Showing the proposed pathways whereby stress and IL-18 polymorphisms mediate an increase in IL-18, with impacts concurrently on seizures neuroexcitotoxicity and neurodegeneration. Infection effects on RAGE activity and LRP-1 levels will lead to an increase in AB in the brain. Via the inhibition of the VEGFr2, then AB will inhibit the efficacy of Losartan/EXP3179, with concurrent changes in permeability. In microglia AB will lead to a decrease in the reactivity threshold, likely involving S1Pr activation, within the context of wider rearranged lipid raft complexes. AB will lower the threshold for IFNy induced IDO, perhaps in part via autocrine TNFa, leading to an increase in QA. IL-18 will be induced in both glia and neurons, via ROS induced inflammasome and Caspase-1 induction. Decreases in Dopamine, NE, and Ach will contribute to cognitive difficulties. The decrease in D and NE, via the loss of cAMP induction, may contribute to a decrease in astrocyte KA production. Such increases in IDO will drive tryptophan down the kynurenine pathway, leading to a decrease in the levels of serotonin and melatonin, further exacerbating mood and oxidant status. ApoE4 interacts with IL-18 polymorphisms in mediating an increase in sporadic Alzheimer’s, and this interaction may increase the likelihood of concurrent seizures, either directly and/or indirectly via an increase in QA. Melatonin will have multiple sites of action, via changes in oxidant status in all cell types. Amyloid B and IL-18 effects are not shown in astrocytes for clarity.

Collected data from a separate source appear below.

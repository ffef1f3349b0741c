//! Coaching Service
//!
//! One-shot generations outside the live arena: weakness suggestions,
//! landing-page demo feedback, classic question sets and answer ratings.

use std::sync::Arc;

use interview_arena_core::Language;
use interview_arena_llm::{GenerationClient, NormalizeError, ResponseNormalizer};
use serde_json::Value;
use tracing::{debug, warn};

use crate::models::interview::{AnswerRating, DemoFeedback, QuestionAnswer, WeaknessSuggestion};
use crate::utils::error::{AppError, AppResult};

use super::prompts;

/// Keys probed for a suggestion before the generic utterance keys.
const SUGGESTION_KEYS: &[&str] = &["suggestion", "goiY", "response", "text", "message"];

/// Keys that may wrap a question list in an object.
const QUESTION_LIST_KEYS: &[&str] = &["questions", "interviewQuestions", "data"];

pub struct CoachingService {
    client: Arc<GenerationClient>,
    normalizer: ResponseNormalizer,
    suggestion_normalizer: ResponseNormalizer,
}

impl CoachingService {
    pub fn new(client: Arc<GenerationClient>) -> Self {
        Self {
            client,
            normalizer: ResponseNormalizer::default(),
            suggestion_normalizer: ResponseNormalizer::with_keys(SUGGESTION_KEYS.iter().copied()),
        }
    }

    /// Short suggestion for improving one weakness.
    pub async fn suggest_improvement(&self, weakness: &str, language: Language) -> AppResult<String> {
        if weakness.trim().is_empty() {
            return Err(AppError::validation("Missing weakness"));
        }
        let raw = self
            .client
            .generate_text(&prompts::suggestion_prompt(weakness, language))
            .await?;
        Ok(self.suggestion_normalizer.normalize_utterance(&raw)?)
    }

    /// Suggestions for several weaknesses, generated concurrently.
    ///
    /// Blank and repeated weaknesses are dropped. A failed generation only
    /// fails its own entry.
    pub async fn suggest_improvements(
        &self,
        weaknesses: &[String],
        language: Language,
    ) -> AppResult<Vec<WeaknessSuggestion>> {
        let mut unique: Vec<&str> = Vec::new();
        for weakness in weaknesses.iter().map(|w| w.trim()) {
            if !weakness.is_empty() && !unique.contains(&weakness) {
                unique.push(weakness);
            }
        }
        if unique.is_empty() {
            return Err(AppError::validation("Missing weaknesses"));
        }

        let prompts: Vec<String> = unique
            .iter()
            .map(|weakness| prompts::suggestion_prompt(weakness, language))
            .collect();
        let results = self.client.generate_all(&prompts).await;

        let suggestions: Vec<WeaknessSuggestion> = unique
            .into_iter()
            .zip(results)
            .map(|(weakness, result)| {
                let outcome = result
                    .map_err(AppError::from)
                    .and_then(|raw| Ok(self.suggestion_normalizer.normalize_utterance(&raw)?));
                match outcome {
                    Ok(suggestion) => WeaknessSuggestion {
                        weakness: weakness.to_string(),
                        suggestion: Some(suggestion),
                        error: None,
                    },
                    Err(e) => {
                        warn!(weakness, error = %e, "Suggestion failed");
                        WeaknessSuggestion {
                            weakness: weakness.to_string(),
                            suggestion: None,
                            error: Some(e.to_string()),
                        }
                    }
                }
            })
            .collect();
        Ok(suggestions)
    }

    /// Strength and improvement notes for a question and answer.
    pub async fn demo_feedback(&self, question: &str, answer: &str) -> AppResult<DemoFeedback> {
        if question.trim().is_empty() || answer.trim().is_empty() {
            return Err(AppError::validation("Question and answer are required"));
        }
        let raw = self
            .client
            .generate_text(&prompts::demo_feedback_prompt(question, answer))
            .await?;
        Ok(self.normalizer.normalize_object(&raw)?)
    }

    /// Generate `count` questions with suggested answers.
    pub async fn question_set(
        &self,
        job_position: &str,
        job_desc: &str,
        job_experience: &str,
        count: u32,
    ) -> AppResult<Vec<QuestionAnswer>> {
        if job_position.trim().is_empty() {
            return Err(AppError::validation("jobPosition must not be empty"));
        }
        if count == 0 {
            return Err(AppError::validation("question count must be positive"));
        }

        let prompt = prompts::question_set_prompt(job_position, job_desc, job_experience, count);
        let raw = self.client.generate_text(&prompt).await?;
        let questions = parse_questions(self.normalizer.extract_json(&raw)?)?;

        debug!(requested = count, received = questions.len(), "Question set generated");
        Ok(questions)
    }

    /// Rate a recorded answer against the suggested one.
    pub async fn rate_answer(
        &self,
        question: &str,
        suggested_answer: &str,
        user_answer: &str,
    ) -> AppResult<AnswerRating> {
        if user_answer.trim().is_empty() {
            return Err(AppError::validation("userAnswer must not be empty"));
        }
        let prompt = prompts::answer_rating_prompt(question, suggested_answer, user_answer);
        let raw = self.client.generate_text(&prompt).await?;
        Ok(self.normalizer.normalize_object(&raw)?)
    }
}

/// Accept a bare array or an object wrapping one; drop blank questions.
fn parse_questions(value: Value) -> Result<Vec<QuestionAnswer>, NormalizeError> {
    let list = match value {
        Value::Array(items) => items,
        Value::Object(mut map) => QUESTION_LIST_KEYS
            .iter()
            .find_map(|key| match map.remove(*key) {
                Some(Value::Array(items)) => Some(items),
                _ => None,
            })
            .ok_or_else(|| NormalizeError::MalformedResponse("no question list found".to_string()))?,
        _ => {
            return Err(NormalizeError::MalformedResponse(
                "expected a question list".to_string(),
            ))
        }
    };

    let questions: Vec<QuestionAnswer> = list
        .into_iter()
        .filter_map(|item| serde_json::from_value::<QuestionAnswer>(item).ok())
        .filter(|qa| !qa.question.trim().is_empty())
        .collect();

    if questions.is_empty() {
        return Err(NormalizeError::MalformedResponse(
            "question list is empty".to_string(),
        ));
    }
    Ok(questions)
}
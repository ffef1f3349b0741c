//! LLM Types
//!
//! Core types for generative model provider interactions.

use serde::{Deserialize, Serialize};

/// Default Gemini model used when none is configured.
pub const DEFAULT_GEMINI_MODEL: &str = "gemini-2.0-flash-exp";

/// Supported provider types
#[derive(Debug, Clone, Copy, PartialEq, Eq, Serialize, Deserialize)]
#[serde(rename_all = "lowercase")]
pub enum ProviderType {
    Gemini,
    OpenAI,
}

impl std::fmt::Display for ProviderType {
    fn fmt(&self, f: &mut std::fmt::Formatter<'_>) -> std::fmt::Result {
        match self {
            ProviderType::Gemini => write!(f, "gemini"),
            ProviderType::OpenAI => write!(f, "openai"),
        }
    }
}

impl std::str::FromStr for ProviderType {
    type Err = LlmError;

    fn from_str(s: &str) -> Result<Self, Self::Err> {
        match s.trim().to_lowercase().as_str() {
            "gemini" | "google" => Ok(ProviderType::Gemini),
            "openai" => Ok(ProviderType::OpenAI),
            other => Err(LlmError::InvalidRequest {
                message: format!("Unknown provider: {}", other),
            }),
        }
    }
}

/// Per-request options for provider behavior.
#[derive(Debug, Clone, Serialize, Deserialize, Default)]
pub struct LlmRequestOptions {
    /// Optional temperature override.
    #[serde(skip_serializing_if = "Option::is_none")]
    pub temperature_override: Option<f32>,
    /// Optional output token limit override.
    #[serde(skip_serializing_if = "Option::is_none")]
    pub max_tokens_override: Option<u32>,
    /// Force plain-text output even when the provider defaults to JSON mode.
    #[serde(default)]
    pub plain_text: bool,
}

/// Configuration for a provider
#[derive(Debug, Clone, Serialize, Deserialize)]
pub struct ProviderConfig {
    /// The provider type
    pub provider: ProviderType,
    /// API key
    #[serde(skip_serializing_if = "Option::is_none")]
    pub api_key: Option<String>,
    /// Base URL override (optional)
    #[serde(skip_serializing_if = "Option::is_none")]
    pub base_url: Option<String>,
    /// Maximum tokens to generate
    #[serde(default = "default_max_tokens")]
    pub max_tokens: u32,
    /// Temperature (0.0 - 2.0)
    #[serde(default = "default_temperature")]
    pub temperature: f32,
    /// Nucleus sampling
    #[serde(default = "default_top_p")]
    pub top_p: f32,
    /// Top-k sampling (Gemini only)
    #[serde(default = "default_top_k")]
    pub top_k: u32,
    /// Ask the provider for JSON output
    #[serde(default = "default_json_mode")]
    pub json_mode: bool,
    /// Proxy URL for outbound requests (optional)
    #[serde(skip_serializing_if = "Option::is_none")]
    pub proxy_url: Option<String>,
}

fn default_max_tokens() -> u32 {
    1024
}

fn default_temperature() -> f32 {
    0.5
}

fn default_top_p() -> f32 {
    0.9
}

fn default_top_k() -> u32 {
    20
}

fn default_json_mode() -> bool {
    true
}

impl Default for ProviderConfig {
    fn default() -> Self {
        Self {
            provider: ProviderType::Gemini,
            api_key: None,
            base_url: None,
            max_tokens: default_max_tokens(),
            temperature: default_temperature(),
            top_p: default_top_p(),
            top_k: default_top_k(),
            json_mode: default_json_mode(),
            proxy_url: None,
        }
    }
}

/// Usage statistics from a response
#[derive(Debug, Clone, Default, PartialEq, Eq, Serialize, Deserialize)]
pub struct UsageStats {
    /// Number of input/prompt tokens
    pub input_tokens: u32,
    /// Number of output/completion tokens
    pub output_tokens: u32,
}

impl UsageStats {
    /// Total tokens used
    pub fn total_tokens(&self) -> u32 {
        self.input_tokens + self.output_tokens
    }
}

/// Stop reason for the response
#[derive(Debug, Clone, PartialEq, Eq, Serialize, Deserialize)]
#[serde(rename_all = "snake_case")]
pub enum StopReason {
    /// Natural end of response
    EndTurn,
    /// Hit max tokens limit
    MaxTokens,
    /// Blocked by the provider's safety filters
    Safety,
    /// Other/unknown reason
    Other(String),
}

impl From<&str> for StopReason {
    fn from(s: &str) -> Self {
        match s.to_lowercase().as_str() {
            "end_turn" | "stop" => StopReason::EndTurn,
            "max_tokens" | "length" => StopReason::MaxTokens,
            "safety" | "content_filter" | "recitation" | "blocklist" => StopReason::Safety,
            other => StopReason::Other(other.to_string()),
        }
    }
}

/// Response from a provider
#[derive(Debug, Clone, Serialize, Deserialize)]
pub struct LlmResponse {
    /// Text content of the response
    #[serde(skip_serializing_if = "Option::is_none")]
    pub content: Option<String>,
    /// Why the response ended
    pub stop_reason: StopReason,
    /// Token usage statistics
    pub usage: UsageStats,
    /// The model that generated the response
    pub model: String,
}

impl LlmResponse {
    /// Convenience constructor for a plain text completion.
    pub fn text(model: impl Into<String>, content: impl Into<String>) -> Self {
        Self {
            content: Some(content.into()),
            stop_reason: StopReason::EndTurn,
            usage: UsageStats::default(),
            model: model.into(),
        }
    }

    /// Non-blank text content, if any.
    pub fn non_empty_text(&self) -> Option<&str> {
        self.content.as_deref().filter(|text| !text.trim().is_empty())
    }
}

/// Error types for provider operations
#[derive(Debug, Clone, PartialEq, Serialize, Deserialize)]
#[serde(tag = "type", rename_all = "snake_case")]
pub enum LlmError {
    /// Authentication failed (invalid API key)
    AuthenticationFailed { message: String },
    /// Rate limit exceeded
    RateLimited {
        message: String,
        retry_after: Option<u32>,
    },
    /// Model not found or not available
    ModelNotFound { model: String },
    /// Invalid request (bad parameters)
    InvalidRequest { message: String },
    /// Server error from the provider
    ServerError {
        message: String,
        status: Option<u16>,
    },
    /// Network/connection error
    NetworkError { message: String },
    /// Response parsing error
    ParseError { message: String },
    /// The provider answered without any text
    EmptyResponse { model: String },
    /// A single attempt exceeded its time budget
    Timeout { millis: u64 },
    /// Other error
    Other { message: String },
}

impl std::fmt::Display for LlmError {
    fn fmt(&self, f: &mut std::fmt::Formatter<'_>) -> std::fmt::Result {
        match self {
            LlmError::AuthenticationFailed { message } => {
                write!(f, "Authentication failed: {}", message)
            }
            LlmError::RateLimited { message, .. } => {
                write!(f, "Rate limited: {}", message)
            }
            LlmError::ModelNotFound { model } => {
                write!(f, "Model not found: {}", model)
            }
            LlmError::InvalidRequest { message } => {
                write!(f, "Invalid request: {}", message)
            }
            LlmError::ServerError { message, status } => {
                if let Some(s) = status {
                    write!(f, "Server error ({}): {}", s, message)
                } else {
                    write!(f, "Server error: {}", message)
                }
            }
            LlmError::NetworkError { message } => {
                write!(f, "Network error: {}", message)
            }
            LlmError::ParseError { message } => {
                write!(f, "Parse error: {}", message)
            }
            LlmError::EmptyResponse { model } => {
                write!(f, "Empty response from model {}", model)
            }
            LlmError::Timeout { millis } => {
                write!(f, "Request timed out after {}ms", millis)
            }
            LlmError::Other { message } => {
                write!(f, "Error: {}", message)
            }
        }
    }
}

impl std::error::Error for LlmError {}

/// Result type for provider operations
pub type LlmResult<T> = Result<T, LlmError>;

Abbreviations: a7nAChr, alpha 7 nicotinic acetylcholine receptor; AB, amyloid B; ACh, acetylcholine; BBB, blood brain barrier; D, dopamine; GSK-3b, glycogen synthase kinase-3beta; IDO, indoleamine 2,3-dioxygenase; IFNy, interferon-gamma; IL-18, interleukin 18; IL-1b, interleukin-1beta; KA, kynurenic acid; KAT, kynurenine aminotransferase; Kyn, kynurenine; LRP-1, low density lipoprotein receptor-related protein-1; PHOX, phagocyte oxidase; P-tau, tau hyperphosphorylation; NE, norepinephrine; NMDAr, N-methyl-D-aspartate receptor; nSM, neutral SphingoMyelinase; QA, quinolinic acid; RAGE, receptor for glycation end-products; ROS, reactive oxidant status; S1P1r, sphingosine-1-phosphate receptor-1; VEGFr2, vascular endothelial growth factor receptor 2.